Dataset entries:

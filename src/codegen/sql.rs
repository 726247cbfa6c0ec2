//! SQL DDL emitter.

use super::dialect::SqlDialect;
use super::types::sql_type;
use crate::schema::{Schema, Table};

/// Render one `CREATE TABLE` statement per table, in schema order,
/// separated by a blank line. An empty schema yields an empty string.
pub fn generate_sql(schema: &Schema, dialect: SqlDialect) -> String {
    schema
        .tables
        .iter()
        .map(|table| render_table(table, dialect))
        .collect::<Vec<_>>()
        .join("\n\n")
}

fn render_table(table: &Table, dialect: SqlDialect) -> String {
    // Clause order is fixed: type, PRIMARY KEY, NOT NULL, REFERENCES.
    let columns: Vec<String> = table
        .columns
        .iter()
        .map(|col| {
            let mut line = format!("  {} {}", col.name, sql_type(col.typ, dialect));
            if col.is_primary_key {
                line.push_str(" PRIMARY KEY");
            }
            if !col.nullable {
                line.push_str(" NOT NULL");
            }
            if col.is_foreign_key {
                if let Some(target) = &col.foreign_key_table {
                    line.push_str(&format!(" REFERENCES {}(id)", target));
                }
            }
            line
        })
        .collect();

    format!("CREATE TABLE {} (\n{}\n);", table.name, columns.join(",\n"))
}

#[cfg(test)]
mod tests {
    use super::*;
    use crate::schema::{Column, LogicalType};

    fn column(name: &str, typ: LogicalType) -> Column {
        Column {
            name: name.to_string(),
            typ,
            nullable: true,
            is_primary_key: false,
            is_foreign_key: false,
            foreign_key_table: None,
        }
    }

    fn schema_of(tables: Vec<Table>) -> Schema {
        Schema {
            tables,
            description: None,
            explanation: None,
            created_at: None,
        }
    }

    #[test]
    fn test_empty_schema() {
        let schema = schema_of(vec![]);
        for dialect in SqlDialect::ALL {
            assert_eq!(generate_sql(&schema, dialect), "");
        }
    }

    #[test]
    fn test_flag_composition() {
        let schema = schema_of(vec![Table {
            name: "orders".to_string(),
            columns: vec![Column {
                name: "user_id".to_string(),
                typ: LogicalType::Integer,
                nullable: false,
                is_primary_key: true,
                is_foreign_key: true,
                foreign_key_table: Some("users".to_string()),
            }],
        }]);

        let sql = generate_sql(&schema, SqlDialect::PostgreSQL);
        assert_eq!(
            sql,
            "CREATE TABLE orders (\n  user_id INTEGER PRIMARY KEY NOT NULL REFERENCES users(id)\n);"
        );
    }

    #[test]
    fn test_fk_without_target_omits_references() {
        let schema = schema_of(vec![Table {
            name: "orders".to_string(),
            columns: vec![Column {
                name: "user_id".to_string(),
                typ: LogicalType::Integer,
                nullable: false,
                is_primary_key: false,
                is_foreign_key: true,
                foreign_key_table: None,
            }],
        }]);

        let sql = generate_sql(&schema, SqlDialect::PostgreSQL);
        assert!(!sql.contains("REFERENCES"));
        assert!(sql.contains("user_id INTEGER NOT NULL"));
    }

    #[test]
    fn test_boolean_dialect_divergence() {
        let schema = schema_of(vec![Table {
            name: "flags".to_string(),
            columns: vec![column("active", LogicalType::Boolean)],
        }]);

        let pg = generate_sql(&schema, SqlDialect::PostgreSQL);
        let my = generate_sql(&schema, SqlDialect::MySQL);
        let lite = generate_sql(&schema, SqlDialect::SQLite);

        assert!(pg.contains("active BOOLEAN"));
        assert!(my.contains("active BOOLEAN"));
        assert!(lite.contains("active INTEGER"));
        assert!(!pg.contains("NOT NULL"));
        assert!(!my.contains("NOT NULL"));
        assert!(!lite.contains("NOT NULL"));
    }

    #[test]
    fn test_table_and_column_order_preserved() {
        let schema = schema_of(vec![
            Table {
                name: "zebra".to_string(),
                columns: vec![
                    column("z_col", LogicalType::Text),
                    column("a_col", LogicalType::Text),
                ],
            },
            Table {
                name: "alpha".to_string(),
                columns: vec![column("only", LogicalType::Text)],
            },
        ]);

        let sql = generate_sql(&schema, SqlDialect::SQLite);
        let zebra = sql.find("CREATE TABLE zebra").unwrap();
        let alpha = sql.find("CREATE TABLE alpha").unwrap();
        assert!(zebra < alpha);
        assert!(sql.find("z_col").unwrap() < sql.find("a_col").unwrap());
        // Statements are separated by exactly one blank line
        assert!(sql.contains(");\n\nCREATE TABLE alpha"));
    }
}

= INSTRUCTIONS TO FOLLOW =
All of the data above should be reproduced exactly.

= RESULT OF THE EXERCISE =
filename src/codegen/sql.rs
repository 726247cbfa6c0ec2
//! SQL DDL emitter.

use super::dialect::SqlDialect;
use super::types::sql_type;
use crate::schema::{Schema, Table};

/// Render one `CREATE TABLE` statement per table, in schema order,
/// separated by a blank line. An empty schema yields an empty string.
pub fn generate_sql(schema: &Schema, dialect: SqlDialect) -> String {
    schema
        .tables
        .iter()
        .map(|table| render_table(table, dialect))
        .collect::<Vec<_>>()
        .join("\n\n")
}

fn render_table(table: &Table, dialect: SqlDialect) -> String {
    // Clause order is fixed: type, PRIMARY KEY, NOT NULL, REFERENCES.
    let columns: Vec<String> = table
        .columns
        .iter()
        .map(|col| {
            let mut line = format!("  {} {}", col.name, sql_type(col.typ, dialect));
            if col.is_primary_key {
                line.push_str(" PRIMARY KEY");
            }
            if !col.nullable {
                line.push_str(" NOT NULL");
            }
            if col.is_foreign_key {
                if let Some(target) = &col.foreign_key_table {
                    line.push_str(&format!(" REFERENCES {}(id)", target));
                }
            }
            line
        })
        .collect();

    format!("CREATE TABLE {} (\n{}\n);", table.name, columns.join(",\n"))
}

#[cfg(test)]
mod tests {
    use super::*;
    use crate::schema::{Column, LogicalType};

    fn column(name: &str, typ: LogicalType) -> Column {
        Column {
            name: name.to_string(),
            typ,
            nullable: true,
            is_primary_key: false,
            is_foreign_key: false,
            foreign_key_table: None,
        }
    }

    fn schema_of(tables: Vec<Table>) -> Schema {
        Schema {
            tables,
            description: None,
            explanation: None,
            created_at: None,
        }
    }

    #[test]
    fn test_empty_schema() {
        let schema = schema_of(vec![]);
        for dialect in SqlDialect::ALL {
            assert_eq!(generate_sql(&schema, dialect), "");
        }
    }

    #[test]
    fn test_flag_composition() {
        let schema = schema_of(vec![Table {
            name: "orders".to_string(),
            columns: vec![Column {
                name: "user_id".to_string(),
                typ: LogicalType::Integer,
                nullable: false,
                is_primary_key: true,
                is_foreign_key: true,
                foreign_key_table: Some("users".to_string()),
            }],
        }]);

        let sql = generate_sql(&schema, SqlDialect::PostgreSQL);
        assert_eq!(
            sql,
            "CREATE TABLE orders (\n  user_id INTEGER PRIMARY KEY NOT NULL REFERENCES users(id)\n);"
        );
    }

    #[test]
    fn test_fk_without_target_omits_references() {
        let schema = schema_of(vec![Table {
            name: "orders".to_string(),
            columns: vec![Column {
                name: "user_id".to_string(),
                typ: LogicalType::Integer,
                nullable: false,
                is_primary_key: false,
                is_foreign_key: true,
                foreign_key_table: None,
            }],
        }]);

        let sql = generate_sql(&schema, SqlDialect::PostgreSQL);
        assert!(!sql.contains("REFERENCES"));
        assert!(sql.contains("user_id INTEGER NOT NULL"));
    }

    #[test]
    fn test_boolean_dialect_divergence() {
        let schema = schema_of(vec![Table {
            name: "flags".to_string(),
            columns: vec![column("active", LogicalType::Boolean)],
        }]);

        let pg = generate_sql(&schema, SqlDialect::PostgreSQL);
        let my = generate_sql(&schema, SqlDialect::MySQL);
        let lite = generate_sql(&schema, SqlDialect::SQLite);

        assert!(pg.contains("active BOOLEAN"));
        assert!(my.contains("active BOOLEAN"));
        assert!(lite.contains("active INTEGER"));
        assert!(!pg.contains("NOT NULL"));
        assert!(!my.contains("NOT NULL"));
        assert!(!lite.contains("NOT NULL"));
    }

    #[test]
    fn test_table_and_column_order_preserved() {
        let schema = schema_of(vec![
            Table {
                name: "zebra".to_string(),
                columns: vec![
                    column("z_col", LogicalType::Text),
                    column("a_col", LogicalType::Text),
                ],
            },
            Table {
                name: "alpha".to_string(),
                columns: vec![column("only", LogicalType::Text)],
            },
        ]);

        let sql = generate_sql(&schema, SqlDialect::SQLite);
        let zebra = sql.find("CREATE TABLE zebra").unwrap();
        let alpha = sql.find("CREATE TABLE alpha").unwrap();
        assert!(zebra < alpha);
        assert!(sql.find("z_col").unwrap() < sql.find("a_col").unwrap());
        // Statements are separated by exactly one blank line
        assert!(sql.contains(");\n\nCREATE TABLE alpha"));
    }
}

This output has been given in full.